● EXERCISE AIM
Please copy each line below that contains the word "WorkerPool".

● Records from a dataset
■ ■ ■

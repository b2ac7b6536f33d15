//! Pipeline engine.
//!
//! Wires the storage, queue, ledger and provider into the queue handlers and
//! owns the worker pool that runs them.
//!
//! # Architecture
//!
//! ```text
//! ┌────────────────┐   ┌──────────────┐   ┌───────────────┐
//! │ PipelineEngine │──▶│ Worker Pool  │──▶│ HandlerTable  │
//! └────────────────┘   └──────────────┘   └───────────────┘
//!        │                   │                    │
//!        ▼                   ▼                    ▼
//! ┌───────────────┐   ┌──────────────┐   ┌───────────────┐
//! │ Scheduler     │   │ Job queue    │   │ SMS provider  │
//! └───────────────┘   └──────────────┘   └───────────────┘
//! ```
//!
//! Handlers are registered explicitly: `campaign-send`, `sms-send`,
//! `delivery-status-update` and `reconciliation`. `automation-trigger` has
//! no consumer here, so its jobs fail with `NO_HANDLER`.

use std::{sync::Arc, time::Duration};

use herald_core::{storage::Storage, Clock};
use tokio::sync::RwLock;
use tokio_util::sync::CancellationToken;
use tracing::info;

use crate::{
    campaigns::CampaignService,
    enqueue::{EnqueueService, EnqueueSettings},
    error::Result,
    fanout::{FanoutHandler, FanoutSettings},
    finalize::CampaignFinalizer,
    ledger::{CreditLedger, PostgresCreditLedger},
    maintenance::{MaintenanceHandler, ReservationSweeper, StuckCampaignDetector},
    provider::SmsProvider,
    queue::{HandlerTable, JobQueue, QueueName},
    rate_limit::RateLimiter,
    reconcile::{DeliveryReconciler, DeliveryStatusHandler, ReconcileSettings},
    retry::RetryPolicy,
    scheduler::{Scheduler, SchedulerSettings},
    send::{SendHandler, SendSettings},
    storage::{mock::MemoryBackend, PipelineStorage, PostgresPipelineStorage},
    worker::{QueueWorker, WorkerSettings},
    worker_pool::WorkerPool,
};

/// Configuration for the pipeline engine.
#[derive(Debug, Clone)]
pub struct PipelineConfig {
    /// Workers consuming `campaign-send`.
    pub fanout_workers: usize,
    /// Workers consuming `sms-send`.
    pub sms_workers: usize,
    /// Workers consuming `delivery-status-update`.
    pub reconcile_workers: usize,
    /// Provider sends per second across all send workers.
    pub sms_rate_per_second: u32,
    /// Claim batch and poll settings for every worker.
    pub worker: WorkerSettings,
    /// Fan-out tuning.
    pub fanout: FanoutSettings,
    /// Send tuning.
    pub send: SendSettings,
    /// Reconciliation tuning.
    pub reconcile: ReconcileSettings,
    /// Enqueue pricing and reservation TTL.
    pub enqueue: EnqueueSettings,
    /// Scheduler intervals.
    pub scheduler: SchedulerSettings,
    /// Idle time after which a sending campaign is reported stuck.
    pub stuck_campaign_after: chrono::Duration,
    /// Minimum gap between manual reconcile requests for one campaign.
    pub reconcile_cooldown: chrono::Duration,
    /// Maximum time to wait for workers on shutdown.
    pub shutdown_timeout: Duration,
}

impl Default for PipelineConfig {
    fn default() -> Self {
        Self {
            fanout_workers: 1,
            sms_workers: crate::DEFAULT_SMS_WORKERS,
            reconcile_workers: 1,
            sms_rate_per_second: crate::DEFAULT_SMS_RATE_PER_SECOND,
            worker: WorkerSettings::default(),
            fanout: FanoutSettings::default(),
            send: SendSettings::default(),
            reconcile: ReconcileSettings::default(),
            enqueue: EnqueueSettings::default(),
            scheduler: SchedulerSettings::default(),
            stuck_campaign_after: chrono::Duration::minutes(15),
            reconcile_cooldown: chrono::Duration::seconds(180),
            shutdown_timeout: Duration::from_secs(30),
        }
    }
}

impl PipelineConfig {
    /// Send retry policy.
    pub fn retry_policy(&self) -> &RetryPolicy {
        &self.send.retry_policy
    }
}

/// Statistics for engine monitoring.
#[derive(Debug, Clone, Default, serde::Serialize)]
#[serde(rename_all = "camelCase")]
pub struct EngineStats {
    /// Running queue workers.
    pub active_workers: usize,
    /// Jobs handled since startup.
    pub jobs_processed: u64,
    /// Jobs completed.
    pub jobs_completed: u64,
    /// Jobs rescheduled.
    pub jobs_retried: u64,
    /// Jobs failed permanently.
    pub jobs_failed: u64,
    /// Jobs currently being handled.
    pub in_flight_jobs: u64,
}

/// Storage, queue and ledger the engine runs against.
#[derive(Clone)]
pub struct PipelineBackends {
    /// Campaign, recipient and idempotency storage.
    pub storage: Arc<dyn PipelineStorage>,
    /// Durable job queue.
    pub queue: Arc<dyn JobQueue>,
    /// Credit ledger.
    pub ledger: Arc<dyn CreditLedger>,
}

impl PipelineBackends {
    /// PostgreSQL-backed storage, queue and ledger.
    pub fn postgres(storage: Arc<Storage>, clock: Arc<dyn Clock>) -> Self {
        let adapter = Arc::new(PostgresPipelineStorage::new(storage.clone(), clock.clone()));
        Self {
            storage: adapter.clone(),
            queue: adapter,
            ledger: Arc::new(PostgresCreditLedger::new(storage, clock)),
        }
    }

    /// One in-memory backend serving all three roles.
    pub fn memory(backend: Arc<MemoryBackend>) -> Self {
        Self { storage: backend.clone(), queue: backend.clone(), ledger: backend }
    }
}

/// Pipeline engine coordinating queue workers and the scheduler.
pub struct PipelineEngine {
    backends: PipelineBackends,
    config: PipelineConfig,
    handlers: Arc<HandlerTable>,
    enqueue: Arc<EnqueueService>,
    campaigns: Arc<CampaignService>,
    reconciler: Arc<DeliveryReconciler>,
    stats: Arc<RwLock<EngineStats>>,
    cancellation_token: CancellationToken,
    worker_pool: Option<WorkerPool>,
    clock: Arc<dyn Clock>,
}

impl PipelineEngine {
    /// Builds the services and the handler table. Nothing runs until
    /// [`start`](Self::start).
    pub fn new(
        backends: PipelineBackends,
        provider: Arc<dyn SmsProvider>,
        clock: Arc<dyn Clock>,
        config: PipelineConfig,
    ) -> Self {
        let PipelineBackends { storage, queue, ledger } = backends.clone();

        let finalizer = Arc::new(CampaignFinalizer::new(storage.clone(), ledger.clone()));
        let limiter = Arc::new(RateLimiter::new(config.sms_rate_per_second, clock.clone()));
        let reconciler = Arc::new(DeliveryReconciler::new(
            storage.clone(),
            queue.clone(),
            provider.clone(),
            clock.clone(),
            config.reconcile.clone(),
        ));

        let mut handlers = HandlerTable::new();
        handlers
            .register(
                QueueName::CampaignSend,
                Arc::new(FanoutHandler::new(
                    storage.clone(),
                    queue.clone(),
                    finalizer.clone(),
                    clock.clone(),
                    config.fanout.clone(),
                )),
            )
            .register(
                QueueName::SmsSend,
                Arc::new(SendHandler::new(
                    storage.clone(),
                    ledger.clone(),
                    provider,
                    finalizer.clone(),
                    limiter,
                    clock.clone(),
                    config.send.clone(),
                )),
            )
            .register(
                QueueName::DeliveryStatusUpdate,
                Arc::new(DeliveryStatusHandler::new(reconciler.clone())),
            )
            .register(
                QueueName::Reconciliation,
                Arc::new(MaintenanceHandler::new(
                    Arc::new(StuckCampaignDetector::new(
                        storage.clone(),
                        finalizer,
                        clock.clone(),
                        config.stuck_campaign_after,
                    )),
                    Arc::new(ReservationSweeper::new(ledger.clone())),
                )),
            );

        let enqueue = Arc::new(EnqueueService::new(
            storage.clone(),
            ledger.clone(),
            queue.clone(),
            clock.clone(),
            config.enqueue.clone(),
        ));
        let campaigns = Arc::new(CampaignService::new(
            storage,
            ledger,
            queue,
            clock.clone(),
            config.enqueue.clone(),
            config.reconcile_cooldown,
        ));

        Self {
            backends,
            config,
            handlers: Arc::new(handlers),
            enqueue,
            campaigns,
            reconciler,
            stats: Arc::new(RwLock::new(EngineStats::default())),
            cancellation_token: CancellationToken::new(),
            worker_pool: None,
            clock,
        }
    }

    /// Enqueue gateway.
    pub fn enqueue_service(&self) -> Arc<EnqueueService> {
        self.enqueue.clone()
    }

    /// Pause, resume, reconcile and status.
    pub fn campaign_service(&self) -> Arc<CampaignService> {
        self.campaigns.clone()
    }

    /// Delivery reconciler, for direct polls.
    pub fn reconciler(&self) -> Arc<DeliveryReconciler> {
        self.reconciler.clone()
    }

    /// Backends the engine runs against.
    pub fn backends(&self) -> &PipelineBackends {
        &self.backends
    }

    /// Queues with a registered handler.
    pub fn handled_queues(&self) -> Vec<QueueName> {
        self.handlers.queues()
    }

    /// Spawns the queue workers and the scheduler.
    ///
    /// Returns immediately. Use [`shutdown`](Self::shutdown) to stop.
    ///
    /// # Errors
    ///
    /// Currently never fails; the signature leaves room for startup checks.
    pub async fn start(&mut self) -> Result<()> {
        info!(
            fanout_workers = self.config.fanout_workers,
            sms_workers = self.config.sms_workers,
            reconcile_workers = self.config.reconcile_workers,
            sms_rate_per_second = self.config.sms_rate_per_second,
            "starting pipeline engine"
        );

        let mut pool = WorkerPool::new(
            self.backends.queue.clone(),
            self.handlers.clone(),
            self.config.worker.clone(),
            self.stats.clone(),
            self.cancellation_token.clone(),
            self.clock.clone(),
        );

        pool.spawn_workers(&[
            (QueueName::CampaignSend, self.config.fanout_workers),
            (QueueName::SmsSend, self.config.sms_workers),
            (QueueName::DeliveryStatusUpdate, self.config.reconcile_workers),
            (QueueName::Reconciliation, 1),
            (QueueName::AutomationTrigger, 1),
        ])
        .await;

        let scheduler = Scheduler::new(
            self.backends.queue.clone(),
            self.clock.clone(),
            self.config.scheduler.clone(),
            self.cancellation_token.clone(),
        );
        pool.spawn_task("scheduler", async move { scheduler.run().await });

        self.worker_pool = Some(pool);
        info!("pipeline engine started");
        Ok(())
    }

    /// Cancels workers and waits for in-flight jobs to finish.
    ///
    /// # Errors
    ///
    /// Returns `ShutdownTimeout` if workers outlive the shutdown timeout.
    pub async fn shutdown(mut self) -> Result<()> {
        info!("shutting down pipeline engine");
        match self.worker_pool.take() {
            Some(pool) => pool.shutdown_graceful(self.config.shutdown_timeout).await,
            None => {
                info!("pipeline engine was not started");
                Ok(())
            },
        }
    }

    /// Token that stops the workers when cancelled.
    pub fn cancellation_token(&self) -> CancellationToken {
        self.cancellation_token.clone()
    }

    /// Current statistics.
    pub async fn stats(&self) -> EngineStats {
        self.stats.read().await.clone()
    }

    /// Shared statistics, readable after the engine has been moved into a
    /// shutdown task.
    pub fn stats_handle(&self) -> Arc<RwLock<EngineStats>> {
        self.stats.clone()
    }

    /// Claims and processes one batch from `queue` on the calling task.
    ///
    /// Runs a temporary worker without starting the pool, so tests can
    /// step the pipeline deterministically. Returns the number of jobs
    /// claimed.
    ///
    /// # Errors
    ///
    /// Returns error if the claim fails.
    pub async fn run_queue_once(&self, queue: QueueName) -> Result<usize> {
        let worker = QueueWorker::new(
            0,
            queue,
            self.backends.queue.clone(),
            self.handlers.clone(),
            self.config.worker.clone(),
            self.stats.clone(),
            self.cancellation_token.clone(),
            self.clock.clone(),
        );
        worker.process_batch().await
    }
}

■ ■ ■

● RESPONSE BOX
    worker_pool::WorkerPool,
    worker_pool: Option<WorkerPool>,
        let mut pool = WorkerPool::new(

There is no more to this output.